CIA chief George Tenet, who took the blame for Bush's discredited prewar claim, came under fire again Sunday with a leading Republican senator suggesting he resign.
The Financial Times said it had learnt the original information on the nuclear claim came from two west European countries, and not from now discredited documents that proved to be forgeries.
The financial daily reported an official saying the information from foreign intelligence services was not shared with the US because it "was not ours to share".
The Italian government on Sunday denied reports that its intelligence services handed the United States and Britain documents indicating that Iraq was seeking uranium from Niger for a nuclear weapons programme.

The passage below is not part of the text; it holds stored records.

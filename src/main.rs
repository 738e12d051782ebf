use anyhow::Result;
use rusqlite::Connection;
use std::env;
use std::path::{Path, PathBuf};

use fieldserve::{
    count_rows, get_all_jobs, get_low_stock_items, insert_items, load_items_csv, setup_database,
    JobStatus, MarkupSchedule,
};

fn main() -> Result<()> {
    let args: Vec<String> = env::args().collect();

    match args.get(1).map(String::as_str) {
        Some("import") => {
            let csv_path = args
                .get(2)
                .map(PathBuf::from)
                .unwrap_or_else(|| PathBuf::from("catalog.csv"));
            run_import(&csv_path)
        }
        Some("stats") => run_stats(),
        Some("quote") => {
            let cost: f64 = args
                .get(2)
                .ok_or_else(|| anyhow::anyhow!("Usage: fieldserve quote <cost>"))?
                .parse()?;
            run_quote(cost)
        }
        _ => {
            print_usage();
            Ok(())
        }
    }
}

fn db_path() -> PathBuf {
    env::var("FIELDSERVE_DB")
        .map(PathBuf::from)
        .unwrap_or_else(|_| PathBuf::from("fieldserve.db"))
}

fn print_usage() {
    println!("FieldServe v{}", fieldserve::VERSION);
    println!();
    println!("Usage:");
    println!("  fieldserve import [catalog.csv]   Import supplier catalog into SQLite");
    println!("  fieldserve stats                  Show counts, stock value, jobs by status");
    println!("  fieldserve quote <cost>           Price one cost through the markup schedule");
    println!();
    println!("  Database path defaults to ./fieldserve.db (override with FIELDSERVE_DB)");
}

fn run_import(csv_path: &Path) -> Result<()> {
    println!("🗄️  Catalog Import - CSV → SQLite + WAL");
    println!("━━━━━━━━━━━━━━━━━━━━━━━━━━━━━━━━━━━━━━━");

    // 1. Load CSV
    println!("\n📂 Loading catalog...");
    let items = load_items_csv(csv_path)?;
    println!("✓ Loaded {} items from {:?}", items.len(), csv_path);

    // 2. Setup database
    println!("\n🔧 Setting up database...");
    let conn = Connection::open(db_path())?;
    setup_database(&conn)?;
    println!("✓ Database initialized with WAL mode");

    // 3. Insert items
    println!("\n💾 Inserting items...");
    insert_items(&conn, &items)?;

    // 4. Verify count
    let count = count_rows(&conn, "items")?;
    println!("\n✓ Database contains {} items", count);

    Ok(())
}

fn run_stats() -> Result<()> {
    let path = db_path();
    if !path.exists() {
        eprintln!("❌ Database not found at {:?}", path);
        eprintln!("   Run: fieldserve import <catalog.csv>");
        std::process::exit(1);
    }

    let conn = Connection::open(&path)?;
    setup_database(&conn)?;

    println!("📊 FieldServe - Stats");
    println!("━━━━━━━━━━━━━━━━━━━━━");
    println!("Customers: {}", count_rows(&conn, "customers")?);
    println!("Items:     {}", count_rows(&conn, "items")?);
    println!("Jobs:      {}", count_rows(&conn, "jobs")?);
    println!("Invoices:  {}", count_rows(&conn, "invoices")?);

    let low_stock = get_low_stock_items(&conn)?;
    if !low_stock.is_empty() {
        println!("\n⚠️  Low stock ({} items):", low_stock.len());
        for item in &low_stock {
            println!(
                "   {} {} - {} on hand (min {})",
                item.item_code, item.name, item.current_stock, item.minimum_stock
            );
        }
    }

    let jobs = get_all_jobs(&conn)?;
    if !jobs.is_empty() {
        println!("\nJobs by status:");
        for status in [
            JobStatus::Pending,
            JobStatus::Scheduled,
            JobStatus::InProgress,
            JobStatus::Completed,
            JobStatus::Cancelled,
        ] {
            let count = jobs.iter().filter(|j| j.status == status).count();
            if count > 0 {
                println!("   {:12} {}", status.as_str(), count);
            }
        }
    }

    Ok(())
}

fn run_quote(cost: f64) -> Result<()> {
    let schedule = MarkupSchedule::standard();

    println!("💲 Markup quote for cost {:.2}", cost);
    println!("   Sell price: {:.2}", schedule.sell_price(cost));
    println!("   Markup:     {:.0}%", schedule.markup_percentage(cost));

    Ok(())
}
// Entity Models - customers, inventory items, jobs, invoices
// Each entity has a stable UUID identity; values change, identity never does.

pub mod customer;
pub mod invoice;
pub mod item;
pub mod job;

pub use customer::{ContactMethod, Customer, CustomerType};
pub use invoice::{Invoice, InvoiceStatus, PaymentTerms};
pub use item::{Item, ItemType, PricedQuote};
pub use job::{Job, JobPriority, JobStatus};
// Invoice Entity - billing for completed jobs
// Amounts are carried unrounded from the estimate; amount_due is derived,
// not stored independently.

use chrono::{DateTime, Duration, NaiveDate, Utc};
use serde::{Deserialize, Serialize};

use crate::estimate::Estimate;

// ============================================================================
// INVOICE STATUS
// ============================================================================

#[derive(Debug, Clone, Copy, PartialEq, Eq, Serialize, Deserialize)]
#[serde(rename_all = "snake_case")]
pub enum InvoiceStatus {
    Draft,
    Sent,
    Partial,
    Paid,
    Overdue,
    Cancelled,
}

impl InvoiceStatus {
    pub fn as_str(&self) -> &'static str {
        match self {
            InvoiceStatus::Draft => "draft",
            InvoiceStatus::Sent => "sent",
            InvoiceStatus::Partial => "partial",
            InvoiceStatus::Paid => "paid",
            InvoiceStatus::Overdue => "overdue",
            InvoiceStatus::Cancelled => "cancelled",
        }
    }

    pub fn parse(s: &str) -> Option<Self> {
        match s {
            "draft" => Some(InvoiceStatus::Draft),
            "sent" => Some(InvoiceStatus::Sent),
            "partial" => Some(InvoiceStatus::Partial),
            "paid" => Some(InvoiceStatus::Paid),
            "overdue" => Some(InvoiceStatus::Overdue),
            "cancelled" => Some(InvoiceStatus::Cancelled),
            _ => None,
        }
    }
}

// ============================================================================
// PAYMENT TERMS
// ============================================================================

#[derive(Debug, Clone, Copy, PartialEq, Eq, Serialize, Deserialize)]
#[serde(rename_all = "snake_case")]
pub enum PaymentTerms {
    DueOnReceipt,
    Net15,
    Net30,
    Net60,
}

impl PaymentTerms {
    pub fn as_str(&self) -> &'static str {
        match self {
            PaymentTerms::DueOnReceipt => "due_on_receipt",
            PaymentTerms::Net15 => "net_15",
            PaymentTerms::Net30 => "net_30",
            PaymentTerms::Net60 => "net_60",
        }
    }

    pub fn parse(s: &str) -> Option<Self> {
        match s {
            "due_on_receipt" => Some(PaymentTerms::DueOnReceipt),
            "net_15" => Some(PaymentTerms::Net15),
            "net_30" => Some(PaymentTerms::Net30),
            "net_60" => Some(PaymentTerms::Net60),
            _ => None,
        }
    }

    pub fn days(&self) -> i64 {
        match self {
            PaymentTerms::DueOnReceipt => 0,
            PaymentTerms::Net15 => 15,
            PaymentTerms::Net30 => 30,
            PaymentTerms::Net60 => 60,
        }
    }
}

// ============================================================================
// INVOICE ENTITY
// ============================================================================

#[derive(Debug, Clone, Serialize, Deserialize)]
pub struct Invoice {
    /// Stable identity (UUID) - never changes
    pub id: String,

    /// Human-facing invoice number, unique (e.g. "INV-2025-0142")
    pub invoice_number: String,

    pub customer_id: String,
    pub job_number: Option<String>,

    pub status: InvoiceStatus,
    pub payment_terms: PaymentTerms,
    pub invoice_date: NaiveDate,
    pub due_date: NaiveDate,

    pub subtotal: f64,
    pub tax_amount: f64,
    pub total_amount: f64,
    pub amount_paid: f64,

    pub notes: String,

    pub created_at: DateTime<Utc>,
    pub updated_at: DateTime<Utc>,
}

impl Invoice {
    pub fn new(
        invoice_number: impl Into<String>,
        customer_id: impl Into<String>,
        terms: PaymentTerms,
    ) -> Self {
        let now = Utc::now();
        let invoice_date = now.date_naive();

        Invoice {
            id: uuid::Uuid::new_v4().to_string(),
            invoice_number: invoice_number.into(),
            customer_id: customer_id.into(),
            job_number: None,
            status: InvoiceStatus::Draft,
            payment_terms: terms,
            invoice_date,
            due_date: invoice_date + Duration::days(terms.days()),
            subtotal: 0.0,
            tax_amount: 0.0,
            total_amount: 0.0,
            amount_paid: 0.0,
            notes: String::new(),
            created_at: now,
            updated_at: now,
        }
    }

    /// Build a draft invoice from a job's material estimate
    pub fn from_estimate(
        invoice_number: impl Into<String>,
        customer_id: impl Into<String>,
        terms: PaymentTerms,
        estimate: &Estimate,
    ) -> Self {
        let mut invoice = Invoice::new(invoice_number, customer_id, terms);
        invoice.job_number = Some(estimate.job_number.clone());
        invoice.subtotal = estimate.subtotal();
        invoice.tax_amount = estimate.tax_amount();
        invoice.total_amount = estimate.total();
        invoice
    }

    /// Outstanding balance
    pub fn amount_due(&self) -> f64 {
        self.total_amount - self.amount_paid
    }

    /// Record a payment and roll the status forward
    pub fn record_payment(&mut self, amount: f64) {
        self.amount_paid += amount;
        self.status = if self.amount_due() <= 1e-9 {
            InvoiceStatus::Paid
        } else {
            InvoiceStatus::Partial
        };
        self.updated_at = Utc::now();
    }

    /// Past due date with a balance outstanding?
    pub fn is_overdue(&self, today: NaiveDate) -> bool {
        !matches!(self.status, InvoiceStatus::Paid | InvoiceStatus::Cancelled)
            && today > self.due_date
            && self.amount_due() > 0.0
    }
}

// ============================================================================
// TESTS
// ============================================================================
// FieldServe - Field Service Management Core
// Exposes all modules for use in the CLI, API server, and tests

pub mod db;
pub mod entities;
pub mod estimate;
pub mod pricing;

// Re-export commonly used types
pub use db::{
    count_rows, get_all_customers, get_all_invoices, get_all_items, get_all_jobs,
    get_events_for_entity, get_item_by_code, get_job_by_number, get_low_stock_items,
    insert_customer, insert_event, insert_invoice, insert_items, insert_job, load_items_csv,
    setup_database, update_job_status, Event,
};
pub use entities::{
    ContactMethod, Customer, CustomerType, Invoice, InvoiceStatus, Item, ItemType, Job,
    JobPriority, JobStatus, PaymentTerms, PricedQuote,
};
pub use estimate::{Estimate, EstimateLine};
pub use pricing::{MarkupSchedule, MarkupTier, DEFAULT_MARKUP_RATE};

/// Library version
pub const VERSION: &str = env!("CARGO_PKG_VERSION");
#![allow(clippy::unwrap_used, clippy::expect_used)]

mod common;

use revkeep_core::errors::RevkeepError;
use revkeep_core::logging_facility::test_capture::init_test_capture;
use revkeep_core::schema::{EVENT_END, EVENT_END_ERROR, EVENT_START};
use revkeep_core::{log_op_end, log_op_error, log_op_start, Record, RecordStore};

#[test]
fn test_log_op_start_and_end_pair() {
    let capture = init_test_capture();
    let op_name = "test_log_op_pair_unique_1";

    log_op_start!(op_name, type_name = "Page");
    log_op_end!(op_name, duration_ms = 42);

    let events = capture.events_for_op(op_name);
    assert_eq!(events.len(), 2);
    assert_eq!(events[0].event.as_deref(), Some(EVENT_START));
    assert_eq!(events[0].field("type_name"), Some("Page"));
    assert_eq!(events[1].event.as_deref(), Some(EVENT_END));
    assert_eq!(events[1].field("duration_ms"), Some("42"));
}

#[test]
fn test_log_op_error_carries_stable_code() {
    let capture = init_test_capture();
    let op_name = "test_log_op_error_unique_2";

    let err = RevkeepError::NotRegistered {
        type_name: "Page".to_string(),
    };
    log_op_error!(op_name, err, duration_ms = 5);

    capture.assert_event_exists(op_name, EVENT_END_ERROR);
    let event = capture
        .events_for_op(op_name)
        .into_iter()
        .find(|e| e.event.as_deref() == Some(EVENT_END_ERROR))
        .expect("Should have error event");
    assert_eq!(event.field("err_code"), Some("ERR_NOT_REGISTERED"));
}

#[test]
fn test_commit_emits_operation_events() {
    let capture = init_test_capture();
    let (mut manager, mut store) = common::setup();

    manager
        .run(&mut store, |m, s| {
            let mut tag = Record::new("Tag").with_field("name", "rust");
            s.save_with(&mut tag, m)
        })
        .unwrap();

    capture.assert_event_exists("commit_revision", EVENT_START);
    capture.assert_event_exists("commit_revision", EVENT_END);
    assert!(!capture.committed_revisions().is_empty());
}

#[test]
fn test_failed_revert_emits_error_event() {
    let capture = init_test_capture();
    let (manager, mut store) = common::setup();
    let registry = manager.registry().clone();

    let result = revkeep_core::revert_revision(
        &registry,
        &mut store,
        &mut revkeep_core::NoHooks,
        revkeep_core::RevisionId::new(404),
        false,
    );
    assert!(result.is_err());

    let errors = capture.count_events(|e| {
        e.op.as_deref() == Some("revert_revision")
            && e.event.as_deref() == Some(EVENT_END_ERROR)
            && e.field("err_code") == Some("ERR_NOT_FOUND")
    });
    assert!(errors >= 1);
}

#[test]
#[should_panic(expected = "Expected event")]
fn test_capture_assert_event_exists_fails_for_missing_event() {
    let capture = init_test_capture();
    capture.assert_event_exists("nonexistent_op_truly_unique_999", EVENT_START);
}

The denial followed a report by Italy's Corriere della Sera newspaper that Rome's SISMI intelligence services had given Washington and London documents in late 2001, showing the regime of Iraqi leader Saddam Hussein had sought uranium from the African state.
There is considerable doubt in London and Washington over the strength of the US and British case for ending UN arms inspections and launching the March 20 invasion to topple the Iraqi leader Saddam Hussein.
Hans Blix, who was the UN weapons chief inspector in Iraq in the run-up to war, added to the criticism, telling The Independent on Sunday that Britain had "over-interpreted the intelligence they had."
The Daily Telegraph reported that "US intelligence sources believe that the most likely source of the MI6 intelligence was the French secret service, the DGSE. Niger is a former French colony and its uranium mines are run by a french company that comes under the control of the French atomic energy commission."
The French secret service is believed to have refused to allow MI6 to give the Americans "credible" information showing that Iraq was trying to buy uranium ore from Niger, the Telegraph reported.
A third British newspaper, The Guardian, cited government officials saying the nuclear claim came from a "close ally" but one which didn't want Britain to give it to the US as a further pretext for war.
"It has become an enormously overblown issue," White House national security adviser Condoleezza Rice told CNN.
"The president of the United States did not go to war because of the question of whether or not Saddam Hussein sought the uranium in Africa," she said.
Earlier, on Fox News Sunday, she dismissed the notion as "ludicrous."